=== GIVEN DATA ===
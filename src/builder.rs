//! Unified cache builder for all eviction policies.
//!
//! Maps a [`CachePolicy`] to a concrete cache and hides it behind one
//! [`Cache`] type, so callers can switch policies without changing types.
//!
//! ## Example
//!
//! ```rust
//! use evictkit::builder::{CacheBuilder, CachePolicy};
//! use evictkit::traits::CoreCache;
//!
//! let mut cache = CacheBuilder::new(100).build::<u64, String>(CachePolicy::Arc);
//! cache.insert(1, "hello".to_string());
//! assert_eq!(cache.get(&1), Some(&"hello".to_string()));
//! ```

use std::hash::Hash;

use crate::error::ConfigError;
use crate::policy::arc::ArcCore;
use crate::policy::lfu::LfuCache;
use crate::policy::lru::LruCache;
use crate::policy::lru_k::LruKCache;
use crate::traits::{CoreCache, MutableCache};

/// Available cache eviction policies.
#[derive(Debug, Clone, Copy, PartialEq, Eq)]
pub enum CachePolicy {
    /// Least Recently Used eviction.
    Lru,
    /// Least Frequently Used eviction, no aging.
    Lfu,
    /// LFU whose frequencies are lowered once their average exceeds `max_average`.
    AgingLfu { max_average: u64 },
    /// Admission after `k` touches, tracked in a history of `history` keys.
    LruK { k: usize, history: usize },
    /// Adaptive replacement between a recency and a frequency partition.
    Arc,
}

impl CachePolicy {
    /// Short label for reports.
    pub fn name(&self) -> &'static str {
        match self {
            CachePolicy::Lru => "lru",
            CachePolicy::Lfu => "lfu",
            CachePolicy::AgingLfu { .. } => "aging-lfu",
            CachePolicy::LruK { .. } => "lru-k",
            CachePolicy::Arc => "arc",
        }
    }
}

/// Unified cache wrapper that provides a consistent API regardless of policy.
#[derive(Debug)]
pub struct Cache<K, V> {
    inner: CacheInner<K, V>,
    policy: CachePolicy,
}

#[derive(Debug)]
enum CacheInner<K, V> {
    Lru(LruCache<K, V>),
    Lfu(LfuCache<K, V>),
    LruK(LruKCache<K, V>),
    Arc(ArcCore<K, V>),
}

impl<K, V> Cache<K, V> {
    pub fn policy(&self) -> CachePolicy {
        self.policy
    }
}

impl<K, V> CoreCache<K, V> for Cache<K, V>
where
    K: Eq + Hash + Clone,
{
    fn insert(&mut self, key: K, value: V) -> Option<V> {
        match &mut self.inner {
            CacheInner::Lru(lru) => lru.insert(key, value),
            CacheInner::Lfu(lfu) => lfu.insert(key, value),
            CacheInner::LruK(lruk) => lruk.insert(key, value),
            CacheInner::Arc(arc) => arc.insert(key, value),
        }
    }

    fn get(&mut self, key: &K) -> Option<&V> {
        match &mut self.inner {
            CacheInner::Lru(lru) => lru.get(key),
            CacheInner::Lfu(lfu) => lfu.get(key),
            CacheInner::LruK(lruk) => lruk.get(key),
            CacheInner::Arc(arc) => arc.get(key),
        }
    }

    fn contains(&self, key: &K) -> bool {
        match &self.inner {
            CacheInner::Lru(lru) => lru.contains(key),
            CacheInner::Lfu(lfu) => lfu.contains(key),
            CacheInner::LruK(lruk) => lruk.contains(key),
            CacheInner::Arc(arc) => arc.contains(key),
        }
    }

    fn len(&self) -> usize {
        match &self.inner {
            CacheInner::Lru(lru) => lru.len(),
            CacheInner::Lfu(lfu) => lfu.len(),
            CacheInner::LruK(lruk) => lruk.len(),
            CacheInner::Arc(arc) => arc.len(),
        }
    }

    fn capacity(&self) -> usize {
        match &self.inner {
            CacheInner::Lru(lru) => lru.capacity(),
            CacheInner::Lfu(lfu) => lfu.capacity(),
            CacheInner::LruK(lruk) => lruk.capacity(),
            CacheInner::Arc(arc) => arc.capacity(),
        }
    }

    fn clear(&mut self) {
        match &mut self.inner {
            CacheInner::Lru(lru) => lru.clear(),
            CacheInner::Lfu(lfu) => lfu.clear(),
            CacheInner::LruK(lruk) => lruk.clear(),
            CacheInner::Arc(arc) => arc.clear(),
        }
    }
}

impl<K, V> MutableCache<K, V> for Cache<K, V>
where
    K: Eq + Hash + Clone,
{
    fn remove(&mut self, key: &K) -> Option<V> {
        match &mut self.inner {
            CacheInner::Lru(lru) => lru.remove(key),
            CacheInner::Lfu(lfu) => lfu.remove(key),
            CacheInner::LruK(lruk) => lruk.remove(key),
            CacheInner::Arc(arc) => arc.remove(key),
        }
    }
}

/// Builder for creating cache instances.
#[derive(Debug, Clone, Copy)]
pub struct CacheBuilder {
    capacity: usize,
}

impl CacheBuilder {
    pub fn new(capacity: usize) -> Self {
        Self { capacity }
    }

    /// Build a cache with the specified policy.
    ///
    /// # Panics
    ///
    /// Panics on an invalid policy parameter (`k == 0`, `max_average < 2`).
    /// Use [`try_build`](Self::try_build) to get the error instead.
    ///
    /// # Example
    ///
    /// ```rust
    /// use evictkit::builder::{CacheBuilder, CachePolicy};
    ///
    /// let lru = CacheBuilder::new(100).build::<u64, String>(CachePolicy::Lru);
    /// let lru_2 = CacheBuilder::new(100).build::<u64, String>(CachePolicy::LruK { k: 2, history: 100 });
    /// let aging = CacheBuilder::new(100).build::<u64, String>(CachePolicy::AgingLfu { max_average: 10 });
    /// ```
    pub fn build<K, V>(self, policy: CachePolicy) -> Cache<K, V>
    where
        K: Eq + Hash + Clone,
    {
        match self.try_build(policy) {
            Ok(cache) => cache,
            Err(err) => panic!("{err}"),
        }
    }

    /// ```rust
    /// use evictkit::builder::{CacheBuilder, CachePolicy};
    ///
    /// let err = CacheBuilder::new(8)
    ///     .try_build::<u64, u64>(CachePolicy::LruK { k: 0, history: 8 })
    ///     .unwrap_err();
    /// assert!(err.message().contains("k > 0"));
    /// ```
    pub fn try_build<K, V>(self, policy: CachePolicy) -> Result<Cache<K, V>, ConfigError>
    where
        K: Eq + Hash + Clone,
    {
        let inner = match policy {
            CachePolicy::Lru => CacheInner::Lru(LruCache::new(self.capacity)),
            CachePolicy::Lfu => CacheInner::Lfu(LfuCache::new(self.capacity)),
            CachePolicy::AgingLfu { max_average } => {
                CacheInner::Lfu(LfuCache::try_with_aging(self.capacity, max_average)?)
            },
            CachePolicy::LruK { k, history } => {
                CacheInner::LruK(LruKCache::try_new(self.capacity, k, history)?)
            },
            CachePolicy::Arc => CacheInner::Arc(ArcCore::new(self.capacity)),
        };
        Ok(Cache { inner, policy })
    }
}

=== ACTIVITY ===
Where a line of the records has the string "ConfigError", copy that line.

=== RESPONSE TO THE TASK ===
use crate::error::ConfigError;
    pub fn try_build<K, V>(self, policy: CachePolicy) -> Result<Cache<K, V>, ConfigError>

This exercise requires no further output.